Monday, February 21, 2011

What Would a Lady Gaga Movie Look Like?

I love Lady Gaga. Not personally, not for her music, and not really for her performances either. I just adore her presence in the media, the attitude with which she cheerfully makes a spectacle of herself before anyone else tries to do it for her.

Madonna should have waited before Frenching Britney Spears and Christina Aguilera back at the 2003 MTV Music Awards, as her real successor didn't show up until 2009. Oh, Britney played with sexual identities and Christina's disastrous outfits had everyone's attention, but next to Lady Gaga, the self-dubbed Culture Monster, their titillations look positively timorous. Did you see the "Alejandro" music video? And the "Paparazzi" live performance where she simulated her own death onstage ? And the outfits - ohmigod, the outfits. She's a walking art installation, rotating between the provocative and the bizarre. Well, except when she's being carried around town in a giant egg. With her penchant for stunts, Gaga leads the media around by the nose and makes them like it. That's my kind of pop icon.

However, all divas inevitably travel certain paths in the course of their careers, and one of the usual stops is a feature film. Britney did "Crossroads," Mariah did "Glitter," Christina did "Burlesque," and of course Madonna, Cher, and Whitney Houston actually became bona fide actresses, briefly, in the early 90s. Lady Gaga has reached a certain standing in the pop culture firmament that would seem to compel her to tackle the silver screen next, if only to keep up with the likes of Justin Bieber. But how would you best translate the persona of Lady Gaga into movie form? Do you have a behind-the-scenes documentary like Michael Jackson's "This is It"? A biopic/concert film like "Never Say Never"? Or maybe turn one of her albums into a full blown musical, like Pink Floyd's "The Wall." She could even leaver her mark on the formula that most of her contemporaries have tried: the old small-town-girl-becomes-a-big-city-star plot.

Gaga's persona is strongly dependent on visuals, collages of image references and borrowed iconography from dozens of different sources, many of them already cinematic. Quentin Tarantino even loaned her the Pussy Wagon from "Kill Bill" for her "Telephone" music video. A feature film feels like the logical evolution of what she's already been doing. This is not to say that I'm in any hurry to see Lady Gaga turned into another commercial brand for Hollywood to exploit. Quite the opposite. I honestly think that she could create interesting films by taking the same approach to movies that she has with music and fashion. By pushing the common tropes of the music-film genres to their extremes, she could do what Joaquin Phoenix didn't didn't quite manage with "I'm Still Here," and make a movie that satirizes and illuminates the celebrity experience.

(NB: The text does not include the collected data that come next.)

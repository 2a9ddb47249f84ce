use serde::{Deserialize, Deserializer, Serialize};
use serde_json::Value;

use crate::error::{RelayError, Result};

/// Mopidy sends `null` for unset model fields; treat that like a missing one.
fn null_as_default<'de, D, T>(deserializer: D) -> std::result::Result<T, D::Error>
where
    D: Deserializer<'de>,
    T: Default + Deserialize<'de>,
{
    Ok(Option::<T>::deserialize(deserializer)?.unwrap_or_default())
}

#[derive(Debug, Clone, Serialize, Deserialize, PartialEq, Eq, Default)]
pub struct Artist {
    #[serde(default, deserialize_with = "null_as_default")]
    pub name: String,
}

/// A playable item as the media daemon describes it.
#[derive(Debug, Clone, Serialize, Deserialize, PartialEq, Eq, Default)]
pub struct Track {
    #[serde(default, deserialize_with = "null_as_default")]
    pub uri: String,
    #[serde(default, deserialize_with = "null_as_default")]
    pub name: String,
    /// Ordered; only the first one is ever announced.
    #[serde(default, deserialize_with = "null_as_default")]
    pub artists: Vec<Artist>,
}

impl Track {
    pub fn new(uri: impl Into<String>, name: impl Into<String>, artists: &[&str]) -> Self {
        Self {
            uri: uri.into(),
            name: name.into(),
            artists: artists
                .iter()
                .map(|a| Artist { name: a.to_string() })
                .collect(),
        }
    }

    pub fn first_artist(&self) -> Option<&str> {
        self.artists.first().map(|a| a.name.as_str())
    }
}

/// A track together with its tracklist id (tlid).
#[derive(Debug, Clone, Serialize, Deserialize, PartialEq, Eq)]
pub struct TlTrack {
    pub tlid: u64,
    pub track: Track,
}

impl TlTrack {
    /// Decode a `get_tl_tracks` result.
    pub fn list_from_value(value: Value) -> Result<Vec<TlTrack>> {
        if value.is_null() {
            return Ok(Vec::new());
        }
        serde_json::from_value(value)
            .map_err(|e| RelayError::malformed(format!("tracklist: {}", e)))
    }

    /// Decode a `get_current_tl_track` result; `null` means nothing playing.
    pub fn optional_from_value(value: Value) -> Result<Option<TlTrack>> {
        if value.is_null() {
            return Ok(None);
        }
        serde_json::from_value(value)
            .map(Some)
            .map_err(|e| RelayError::malformed(format!("current track: {}", e)))
    }
}

/// One entry of the play queue, built fresh for every query.
#[derive(Debug, Clone, PartialEq, Eq)]
pub struct QueueEntry {
    pub track: Track,
    /// Position identifier; correlates with side-channel metadata.
    pub tlid: u64,
    /// Index in the play queue.
    pub index: usize,
}

impl QueueEntry {
    pub fn from_tl_tracks(tl_tracks: Vec<TlTrack>) -> Vec<QueueEntry> {
        tl_tracks
            .into_iter()
            .enumerate()
            .map(|(index, tl)| QueueEntry {
                track: tl.track,
                tlid: tl.tlid,
                index,
            })
            .collect()
    }
}

/// Payload of the daemon's `track_playback_started` event.
#[derive(Debug, Clone, Serialize, Deserialize, PartialEq, Eq)]
pub struct PlaybackStarted {
    pub tl_track: TlTrack,
}

impl PlaybackStarted {
    pub fn new(track: Track, tlid: u64) -> Self {
        Self {
            tl_track: TlTrack { tlid, track },
        }
    }

    pub fn track(&self) -> &Track {
        &self.tl_track.track
    }

    pub fn tlid(&self) -> u64 {
        self.tl_track.tlid
    }
}
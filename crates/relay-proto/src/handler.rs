/// Track event pipeline: one `track_playback_started` notification in, zero
/// to two Slack messages out.
///
/// ```text
///   PlaybackStarted
///         │
///         ├── enrich      ← Iris queue metadata (failure → no attribution)
///         ├── format      ← "Playing: <artist> - <title> [Added by: ..]"
///         ├── dispatch    → now-playing channel   (failure logged)
///         │
///         └── queue check ← tracklist, then index (failure → stop)
///                └── window empty → queue-end channel (failure logged)
/// ```
///
/// The primary announcement and the queue check have separate failure
/// domains: neither outcome affects whether the other runs.
use std::sync::Arc;

use tracing::{info, warn};

use crate::daemon::MediaDaemon;
use crate::dispatch::{dispatch, AnnouncementTargets, ChatSender, DispatchOutcome};
use crate::enrich::{fetch_best_effort, MetadataSource};
use crate::format::format_track;
use crate::models::PlaybackStarted;
use crate::queue::resolve_window;

pub const QUEUE_END_NOTICE: &str = "No more tracks in queue after the current song";

/// What happened to the queue-exhaustion check.
#[derive(Debug, Clone, Copy, PartialEq, Eq)]
pub enum QueueCheck {
    /// Tracks follow; no notice sent.
    Upcoming(usize),
    /// Nothing follows; the notice was dispatched (or failed to be).
    Exhausted(DispatchOutcome),
    /// The queue could not be read.
    Unresolved,
}

/// Result of handling one playback event.
#[derive(Debug, Clone, Copy, PartialEq, Eq)]
pub struct Announcements {
    pub now_playing: DispatchOutcome,
    pub queue: QueueCheck,
}

pub struct TrackEventHandler {
    daemon: Arc<dyn MediaDaemon>,
    metadata: Option<Arc<dyn MetadataSource>>,
    sender: Arc<dyn ChatSender>,
    targets: AnnouncementTargets,
}

impl TrackEventHandler {
    pub fn new(
        daemon: Arc<dyn MediaDaemon>,
        metadata: Option<Arc<dyn MetadataSource>>,
        sender: Arc<dyn ChatSender>,
        targets: AnnouncementTargets,
    ) -> Self {
        Self {
            daemon,
            metadata,
            sender,
            targets,
        }
    }

    pub async fn on_playback_started(&self, event: &PlaybackStarted) -> Announcements {
        let now_playing = self.announce_now_playing(event).await;
        let queue = self.check_queue_end().await;
        Announcements { now_playing, queue }
    }

    async fn announce_now_playing(&self, event: &PlaybackStarted) -> DispatchOutcome {
        let metadata = fetch_best_effort(self.metadata.as_ref()).await;
        let msg = format!(
            "Playing: {}",
            format_track(event.track(), metadata.attribution(event.tlid()))
        );
        info!("{}", msg);
        dispatch(self.sender.as_ref(), &self.targets.now_playing, &msg).await
    }

    async fn check_queue_end(&self) -> QueueCheck {
        let window = match resolve_window(self.daemon.as_ref()).await {
            Ok(w) => w,
            Err(e) => {
                warn!("Could not resolve queue after playback start, daemon {}: {}", e.class(), e);
                return QueueCheck::Unresolved;
            }
        };
        if !window.is_empty() {
            return QueueCheck::Upcoming(window.len());
        }
        info!("Queue exhausted, notifying {}", self.targets.queue_end.channel);
        let outcome = dispatch(self.sender.as_ref(), &self.targets.queue_end, QUEUE_END_NOTICE).await;
        QueueCheck::Exhausted(outcome)
    }
}

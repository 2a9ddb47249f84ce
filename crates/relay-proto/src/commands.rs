//! Chat commands: `queue`, `skip`, `current`, `listeners`.
//!
//! Each handler answers exactly once through the [`Reply`] it is given, even
//! when every dependency is down.

use std::sync::{Arc, OnceLock};

use regex::Regex;
use tracing::{info, warn};

use crate::daemon::MediaDaemon;
use crate::dispatch::Reply;
use crate::enrich::{fetch_best_effort, MetadataSource};
use crate::error::{RelayError, Result};
use crate::format::{format_queue, format_track};
use crate::queue::resolve_window;
use crate::stats::StatsSource;

pub const QUEUE_EMPTY: &str = "Queue is empty";
pub const QUEUE_FAILED: &str = "Could not get queue :(";
pub const SKIPPING: &str = "Skipping current song";
pub const CURRENT_FAILED: &str = "Could not get current track :(";
pub const LISTENERS_FAILED: &str = "Could not get listeners :(";

// ── Command ───────────────────────────────────────────────────────────────────

#[derive(Debug, Clone, Copy, PartialEq, Eq)]
pub enum Command {
    Queue,
    Skip,
    Current,
    Listeners,
}

impl Command {
    /// Match order when a message contains several keywords.
    pub const ALL: [Command; 4] = [
        Command::Queue,
        Command::Skip,
        Command::Current,
        Command::Listeners,
    ];

    pub fn keyword(&self) -> &'static str {
        match self {
            Command::Queue => "queue",
            Command::Skip => "skip",
            Command::Current => "current",
            Command::Listeners => "listeners",
        }
    }

    fn from_keyword(word: &str) -> Option<Self> {
        Self::ALL.into_iter().find(|c| c.keyword() == word)
    }

    /// Plain channel message: the first keyword contained anywhere in it.
    pub fn from_message(text: &str) -> Option<Self> {
        Self::ALL.into_iter().find(|c| text.contains(c.keyword()))
    }

    /// Bot mention: `<@U123> queue ...`.
    pub fn from_mention(text: &str) -> Option<Self> {
        static MENTION: OnceLock<Option<Regex>> = OnceLock::new();
        let re = MENTION
            .get_or_init(|| Regex::new(r"^<.+> (queue|skip|current|listeners)").ok())
            .as_ref()?;
        let caps = re.captures(text)?;
        Self::from_keyword(caps.get(1)?.as_str())
    }
}

// ── CommandController ─────────────────────────────────────────────────────────

pub struct CommandController {
    daemon: Arc<dyn MediaDaemon>,
    metadata: Option<Arc<dyn MetadataSource>>,
    stats: Option<Arc<dyn StatsSource>>,
}

impl CommandController {
    pub fn new(
        daemon: Arc<dyn MediaDaemon>,
        metadata: Option<Arc<dyn MetadataSource>>,
        stats: Option<Arc<dyn StatsSource>>,
    ) -> Self {
        Self {
            daemon,
            metadata,
            stats,
        }
    }

    pub async fn handle(&self, cmd: Command, reply: &dyn Reply) {
        info!(">> {}", cmd.keyword());
        match cmd {
            Command::Queue => self.queue(reply).await,
            Command::Skip => self.skip(reply).await,
            Command::Current => self.current(reply).await,
            Command::Listeners => self.listeners(reply).await,
        }
    }

    pub async fn queue(&self, reply: &dyn Reply) {
        let text = match self.queue_text().await {
            Ok(text) => text,
            Err(e) => {
                warn!("Could not get queue ({}): {}", e.class(), e);
                QUEUE_FAILED.to_string()
            }
        };
        reply.say(&text).await;
    }

    async fn queue_text(&self) -> Result<String> {
        let window = resolve_window(self.daemon.as_ref()).await?;
        if window.is_empty() {
            info!("Empty queue");
            return Ok(QUEUE_EMPTY.to_string());
        }
        let metadata = fetch_best_effort(self.metadata.as_ref()).await;
        Ok(format!("Here is the queue:\n{}", format_queue(&window, &metadata)))
    }

    /// Replies before the daemon is asked to advance; the reply does not
    /// depend on the skip succeeding.
    pub async fn skip(&self, reply: &dyn Reply) {
        reply.say(SKIPPING).await;
        if let Err(e) = self.daemon.advance().await {
            warn!("Skip failed ({}): {}", e.class(), e);
        }
    }

    pub async fn current(&self, reply: &dyn Reply) {
        let text = match self.current_text().await {
            Ok(text) => text,
            Err(e) => {
                warn!("Could not get current track ({}): {}", e.class(), e);
                CURRENT_FAILED.to_string()
            }
        };
        reply.say(&text).await;
    }

    async fn current_text(&self) -> Result<String> {
        let Some(tl) = self.daemon.get_current_track().await? else {
            return Ok("Currently playing: Nothing".to_string());
        };
        let metadata = fetch_best_effort(self.metadata.as_ref()).await;
        let line = format_track(&tl.track, metadata.attribution(tl.tlid));
        info!("Current track: {}", line);
        Ok(format!("Currently playing: {}", line))
    }

    pub async fn listeners(&self, reply: &dyn Reply) {
        let text = match self.listener_count().await {
            Ok(n) => format!("There are currently {} listener(s)", n),
            Err(e) => {
                warn!("Could not get listeners ({}): {}", e.class(), e);
                LISTENERS_FAILED.to_string()
            }
        };
        reply.say(&text).await;
    }

    async fn listener_count(&self) -> Result<u64> {
        let stats = self
            .stats
            .as_ref()
            .ok_or_else(|| RelayError::Config("no stats endpoint configured".into()))?;
        stats.listeners().await
    }
}
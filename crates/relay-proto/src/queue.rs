use crate::daemon::MediaDaemon;
use crate::error::Result;
use crate::models::QueueEntry;

/// How many upcoming entries a queue listing shows.
pub const QUEUE_WINDOW_LEN: usize = 5;

/// The entries immediately following the current playback position.
///
/// Never contains the current entry and never more than
/// [`QUEUE_WINDOW_LEN`] entries.
#[derive(Debug, Clone, Default, PartialEq, Eq)]
pub struct QueueWindow {
    entries: Vec<QueueEntry>,
}

impl QueueWindow {
    /// Slice the tracklist starting right after `current_index`.
    ///
    /// An unknown index means nothing has played yet, so the window starts
    /// at position 0.  The daemon's index is trusted to point at the entry
    /// that is playing right now; if it lags by one the window is off by one.
    pub fn resolve(mut tracklist: Vec<QueueEntry>, current_index: Option<usize>) -> Self {
        let start = current_index.map_or(0, |i| i.saturating_add(1));
        if start >= tracklist.len() {
            return Self::default();
        }
        let end = tracklist.len().min(start + QUEUE_WINDOW_LEN);
        tracklist.truncate(end);
        let entries = tracklist.split_off(start);
        Self { entries }
    }

    pub fn is_empty(&self) -> bool {
        self.entries.is_empty()
    }

    pub fn len(&self) -> usize {
        self.entries.len()
    }

    pub fn entries(&self) -> &[QueueEntry] {
        &self.entries
    }
}

/// Fetch the tracklist, then the current index, and slice the window.
///
/// The two reads are sequential, not transactional; the index may move in
/// between and the result is best effort.
pub async fn resolve_window(daemon: &dyn MediaDaemon) -> Result<QueueWindow> {
    let tracklist = daemon.get_tracklist().await?;
    if tracklist.is_empty() {
        return Ok(QueueWindow::default());
    }
    let index = daemon.get_current_index().await?;
    Ok(QueueWindow::resolve(tracklist, index))
}
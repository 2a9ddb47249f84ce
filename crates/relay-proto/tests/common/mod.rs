#![allow(dead_code)]

use std::sync::atomic::{AtomicUsize, Ordering};
use std::sync::{Arc, Mutex};

use async_trait::async_trait;
use relay_proto::daemon::MediaDaemon;
use relay_proto::dispatch::{AnnouncementTarget, AnnouncementTargets, ChatSender, Reply};
use relay_proto::enrich::{ContributorMetadata, MetadataSource};
use relay_proto::models::{QueueEntry, TlTrack, Track};
use relay_proto::stats::StatsSource;
use relay_proto::{RelayError, Result};
use serde_json::json;

pub const NOW_PLAYING: &str = "C-now-playing";
pub const QUEUE_END: &str = "C-queue-end";

pub fn targets() -> AnnouncementTargets {
    AnnouncementTargets {
        now_playing: AnnouncementTarget::new(NOW_PLAYING, "xoxb-test"),
        queue_end: AnnouncementTarget::new(QUEUE_END, "xoxb-test"),
    }
}

pub fn tl(tlid: u64, artist: &str, title: &str) -> TlTrack {
    let artists: Vec<&str> = if artist.is_empty() { vec![] } else { vec![artist] };
    TlTrack {
        tlid,
        track: Track::new(format!("local:track:{}", tlid), title, &artists),
    }
}

// ── media daemon ──────────────────────────────────────────────────────────────

/// In-memory daemon.  `down` makes every call fail like a dropped socket.
#[derive(Default)]
pub struct FakeDaemon {
    pub tracklist: Vec<TlTrack>,
    pub index: Option<usize>,
    pub current: Option<TlTrack>,
    pub down: bool,
    pub index_fails: bool,
    pub advances: AtomicUsize,
    pub calls: Mutex<Vec<&'static str>>,
}

impl FakeDaemon {
    pub fn with_queue(tracklist: Vec<TlTrack>, index: Option<usize>) -> Self {
        let current = index.and_then(|i| tracklist.get(i).cloned());
        Self {
            tracklist,
            index,
            current,
            ..Default::default()
        }
    }

    pub fn down() -> Self {
        Self {
            down: true,
            ..Default::default()
        }
    }

    pub fn calls(&self) -> Vec<&'static str> {
        self.calls.lock().unwrap().clone()
    }

    fn record(&self, call: &'static str) -> Result<()> {
        self.calls.lock().unwrap().push(call);
        if self.down {
            return Err(RelayError::daemon("mopidy connection closed"));
        }
        Ok(())
    }
}

#[async_trait]
impl MediaDaemon for FakeDaemon {
    async fn get_tracklist(&self) -> Result<Vec<QueueEntry>> {
        self.record("get_tracklist")?;
        Ok(QueueEntry::from_tl_tracks(self.tracklist.clone()))
    }

    async fn get_current_index(&self) -> Result<Option<usize>> {
        self.record("get_current_index")?;
        if self.index_fails {
            return Err(RelayError::daemon("index timed out"));
        }
        Ok(self.index)
    }

    async fn get_current_track(&self) -> Result<Option<TlTrack>> {
        self.record("get_current_track")?;
        Ok(self.current.clone())
    }

    async fn advance(&self) -> Result<()> {
        self.record("advance")?;
        self.advances.fetch_add(1, Ordering::SeqCst);
        Ok(())
    }
}

// ── chat ──────────────────────────────────────────────────────────────────────

/// Records every successful post; posts to `failing` channels error out.
#[derive(Default)]
pub struct RecordingSender {
    pub sent: Mutex<Vec<(String, String)>>,
    pub failing: Vec<String>,
}

impl RecordingSender {
    pub fn failing_on(channel: &str) -> Self {
        Self {
            failing: vec![channel.to_string()],
            ..Default::default()
        }
    }

    pub fn sent(&self) -> Vec<(String, String)> {
        self.sent.lock().unwrap().clone()
    }

    pub fn sent_to(&self, channel: &str) -> Vec<String> {
        self.sent()
            .into_iter()
            .filter(|(c, _)| c == channel)
            .map(|(_, t)| t)
            .collect()
    }
}

#[async_trait]
impl ChatSender for RecordingSender {
    async fn post_message(&self, target: &AnnouncementTarget, text: &str) -> Result<()> {
        if self.failing.iter().any(|c| *c == target.channel) {
            return Err(RelayError::Slack("channel_not_found".into()));
        }
        self.sent
            .lock()
            .unwrap()
            .push((target.channel.clone(), text.to_string()));
        Ok(())
    }
}

#[derive(Default)]
pub struct RecordingReply {
    pub said: Mutex<Vec<String>>,
}

impl RecordingReply {
    pub fn said(&self) -> Vec<String> {
        self.said.lock().unwrap().clone()
    }
}

#[async_trait]
impl Reply for RecordingReply {
    async fn say(&self, text: &str) {
        self.said.lock().unwrap().push(text.to_string());
    }
}

/// Writes replies into a daemon's call log, so reply/daemon ordering can
/// be asserted from one sequence.
pub struct CallLogReply(pub Arc<FakeDaemon>);

#[async_trait]
impl Reply for CallLogReply {
    async fn say(&self, _text: &str) {
        self.0.calls.lock().unwrap().push("say");
    }
}

// ── side channels ─────────────────────────────────────────────────────────────

pub enum FakeMetadata {
    AddedBy(Vec<(u64, &'static str)>),
    Unreachable,
}

#[async_trait]
impl MetadataSource for FakeMetadata {
    async fn fetch(&self) -> Result<ContributorMetadata> {
        match self {
            FakeMetadata::AddedBy(entries) => {
                let mut map = serde_json::Map::new();
                for (tlid, who) in entries {
                    map.insert(format!("tlid_{}", tlid), json!({ "tlid": tlid, "added_by": who }));
                }
                let body = json!({ "result": { "queue_metadata": map } });
                Ok(ContributorMetadata::from_response(&body, "tlid_"))
            }
            FakeMetadata::Unreachable => Err(RelayError::Status {
                status: 503,
                url: "http://iris/get_queue_metadata".into(),
            }),
        }
    }
}

pub fn metadata(source: FakeMetadata) -> Option<Arc<dyn MetadataSource>> {
    Some(Arc::new(source))
}

pub enum FakeStats {
    Listeners(u64),
    Malformed,
}

#[async_trait]
impl StatsSource for FakeStats {
    async fn listeners(&self) -> Result<u64> {
        match self {
            FakeStats::Listeners(n) => Ok(*n),
            FakeStats::Malformed => Err(RelayError::malformed("no icestats.source.listeners")),
        }
    }
}
//! Outbound dispatch with isolated failures.
//!
//! A send can fail; it must never take a sibling send down with it.  Every
//! call goes through [`dispatch`], which logs and reports instead of
//! returning an error.

use std::fmt;
use std::sync::Arc;

use async_trait::async_trait;
use tracing::{debug, error};

use crate::error::Result;

/// A channel plus the credential allowed to post there.
#[derive(Clone, PartialEq, Eq)]
pub struct AnnouncementTarget {
    pub channel: String,
    pub token: String,
}

impl AnnouncementTarget {
    pub fn new(channel: impl Into<String>, token: impl Into<String>) -> Self {
        Self {
            channel: channel.into(),
            token: token.into(),
        }
    }
}

impl fmt::Debug for AnnouncementTarget {
    fn fmt(&self, f: &mut fmt::Formatter<'_>) -> fmt::Result {
        f.debug_struct("AnnouncementTarget")
            .field("channel", &self.channel)
            .field("token", &"<redacted>")
            .finish()
    }
}

/// Where playback announcements go.  Both may name the same channel.
#[derive(Debug, Clone, PartialEq, Eq)]
pub struct AnnouncementTargets {
    pub now_playing: AnnouncementTarget,
    pub queue_end: AnnouncementTarget,
}

#[async_trait]
pub trait ChatSender: Send + Sync {
    async fn post_message(&self, target: &AnnouncementTarget, text: &str) -> Result<()>;
}

#[derive(Debug, Clone, Copy, PartialEq, Eq)]
pub enum DispatchOutcome {
    Sent,
    Failed,
}

pub async fn dispatch(
    sender: &dyn ChatSender,
    target: &AnnouncementTarget,
    text: &str,
) -> DispatchOutcome {
    match sender.post_message(target, text).await {
        Ok(()) => {
            debug!("sent to {}: {}", target.channel, text);
            DispatchOutcome::Sent
        }
        Err(e) => {
            error!("got error sending message to {}: {}", target.channel, e);
            DispatchOutcome::Failed
        }
    }
}

// ── Reply ─────────────────────────────────────────────────────────────────────

/// Capability handed to command handlers to answer the requester.
///
/// Infallible from the caller's point of view: a lost reply is logged by
/// the implementation.
#[async_trait]
pub trait Reply: Send + Sync {
    async fn say(&self, text: &str);
}

/// Replies into the channel a command came from.
pub struct ChannelReply {
    sender: Arc<dyn ChatSender>,
    target: AnnouncementTarget,
}

impl ChannelReply {
    pub fn new(sender: Arc<dyn ChatSender>, target: AnnouncementTarget) -> Self {
        Self { sender, target }
    }
}

#[async_trait]
impl Reply for ChannelReply {
    async fn say(&self, text: &str) {
        dispatch(self.sender.as_ref(), &self.target, text).await;
    }
}
mod core;
mod http;
mod mopidy;

use std::sync::Arc;
use std::time::Duration;

use relay_proto::commands::CommandController;
use relay_proto::config::Config;
use relay_proto::daemon::MediaDaemon;
use relay_proto::dispatch::ChatSender;
use relay_proto::enrich::{IrisMetadata, MetadataSource};
use relay_proto::handler::TrackEventHandler;
use relay_proto::slack::SlackClient;
use relay_proto::stats::{IcecastStats, StatsSource};
use tracing::info;
use tracing_subscriber::layer::SubscriberExt;
use tracing_subscriber::util::SubscriberInitExt;

use crate::mopidy::{MopidyClient, MopidyDriver};

const HTTP_TIMEOUT_SECS: u64 = 15;

#[tokio::main]
async fn main() -> anyhow::Result<()> {
    // File logging + stderr
    let log_path = relay_proto::platform::log_path();
    std::fs::create_dir_all(relay_proto::platform::data_dir())?;

    let log_file = std::fs::OpenOptions::new()
        .create(true)
        .append(true)
        .open(&log_path)?;

    let file_layer = tracing_subscriber::fmt::layer()
        .with_writer(log_file)
        .with_ansi(false);
    let stderr_layer = tracing_subscriber::fmt::layer().with_writer(std::io::stderr);

    tracing_subscriber::registry()
        .with(file_layer)
        .with(stderr_layer)
        .with(
            tracing_subscriber::EnvFilter::try_from_default_env().unwrap_or_else(|_| {
                tracing_subscriber::EnvFilter::new("info,relay_daemon=debug,relay_proto=debug")
            }),
        )
        .init();

    info!("Log file: {:?}", log_path);

    let config = Config::load()?;
    info!("Config loaded from: {:?}", Config::config_path());
    let targets = config.targets()?;

    let http_client = reqwest::Client::builder()
        .user_agent(concat!("mopidy-relay/", env!("CARGO_PKG_VERSION")))
        .timeout(Duration::from_secs(HTTP_TIMEOUT_SECS))
        .build()?;

    // Side channels
    let metadata: Option<Arc<dyn MetadataSource>> =
        config.metadata.queue_metadata_url.as_ref().map(|url| {
            info!("Queue metadata from {}", url);
            Arc::new(IrisMetadata::new(
                http_client.clone(),
                url.clone(),
                config.metadata.key_prefix.clone(),
            )) as Arc<dyn MetadataSource>
        });
    let stats: Option<Arc<dyn StatsSource>> = config.stats.base_url.as_ref().map(|url| {
        info!("Listener stats from {}", url);
        Arc::new(IcecastStats::new(http_client.clone(), url)) as Arc<dyn StatsSource>
    });
    let sender: Arc<dyn ChatSender> =
        Arc::new(SlackClient::new(http_client, config.slack.api_base.clone()));

    let mopidy = MopidyClient::default();
    let daemon: Arc<dyn MediaDaemon> = Arc::new(mopidy.clone());

    let handler = Arc::new(TrackEventHandler::new(
        Arc::clone(&daemon),
        metadata.clone(),
        Arc::clone(&sender),
        targets.clone(),
    ));
    let controller = Arc::new(CommandController::new(daemon, metadata, stats));

    // Event channel: all external inputs funnel into RelayCore
    let (event_tx, event_rx) = tokio::sync::mpsc::channel::<core::RelayEvent>(256);

    if config.http.enabled {
        let state = http::HttpState::new(
            controller,
            Arc::clone(&sender),
            targets.now_playing.token.clone(),
            config.signing_secret()?.to_string(),
            mopidy.clone(),
        );
        http::start_server(config.http.bind_address.clone(), config.http.port, state);
    } else {
        info!("HTTP server disabled; chat commands are off");
    }

    let shutdown_tx = event_tx.clone();
    tokio::spawn(async move {
        if tokio::signal::ctrl_c().await.is_ok() {
            info!("Received ctrl-c");
            let _ = shutdown_tx.send(core::RelayEvent::Shutdown).await;
        }
    });

    let relay = core::RelayCore::new(
        MopidyDriver::new(config.mopidy.ws_url.clone()),
        mopidy,
        handler,
        event_tx,
    );

    info!("Relay started, announcing to {}", targets.now_playing.channel);
    relay.run(event_rx).await
}
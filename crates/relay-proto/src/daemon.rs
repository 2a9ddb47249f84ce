use async_trait::async_trait;

use crate::error::Result;
use crate::models::{QueueEntry, TlTrack};

/// The calls the relay makes against the media daemon.
///
/// Implemented over the live Mopidy connection by the daemon binary and by
/// in-memory fakes in tests.  The connection is handed to each component
/// explicitly; nothing reaches for a global handle.
#[async_trait]
pub trait MediaDaemon: Send + Sync {
    /// The whole play queue, in order.
    async fn get_tracklist(&self) -> Result<Vec<QueueEntry>>;

    /// Index of the playing entry, `None` when the daemon does not know.
    async fn get_current_index(&self) -> Result<Option<usize>>;

    /// The playing track, `None` when nothing plays.
    async fn get_current_track(&self) -> Result<Option<TlTrack>>;

    /// Skip to the next track.
    async fn advance(&self) -> Result<()>;
}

I've long wanted an "American Idiot" movie because the album provided such a wonderful snapshot of post-9/11 American alienation, and I'd love to see a Lady Gaga immortalize the Internet-celebrity age, where it's not enough to simply be a popular star. One must be self-aware, self-satirical, and self-deconstructing in order to survive the media gauntlet with soul and sanity intact. In a "60 Minutes" interview last week, Gaga acknowledged to Anderson Cooper that she was well aware that her audience was waiting to savor her tumble from grace and then cheer for a subsequent resurrection. Lady Gaga may not be interested in having in a full-blown celebrity meltdown in real life, but a film could be one way of exploring the meta-narrative that she's created for herself without suffering the personal damage that other pop starlets like Miley Cyrus have weathered recently.

Then again, an acting career could also be a good alternative to Lady Gaga for Stephani Germanotta if she gets tired of being a pop star one day. Other musicians like Mandy Moore, Jennifer Lopez, and Justin Timberlake have gone back and forth between acting and music. It's common for music stars to leave their stage personas behind when trying to break into Hollywood. On the other hand, it seems like such a shame not to take advantage of a media creature as vibrant and interesting as Lady Gaga. I wish others like Madonna hadn't been so quick to abandon their Material Girl selves in front of the cameras. Some of my favorite screen turns by musicians have been variants on their stage personalities, like Mick Jagger in "Performance," Whitney Houston in "The Bodyguard," and David Bowie - who is incapable of being anything but David Bowie - in just about everything.

Whatever Lady Gaga decides to do with regard to Hollywood, I hope she'll stick around for a while in some form or another. She may just be another incarnation of Madonna, but I think we always need a Madonna of some sort in the popular culture. When she went away, she left a void that hadn't been filled until now. And I missed her. It's so good to have a real provocateur around again.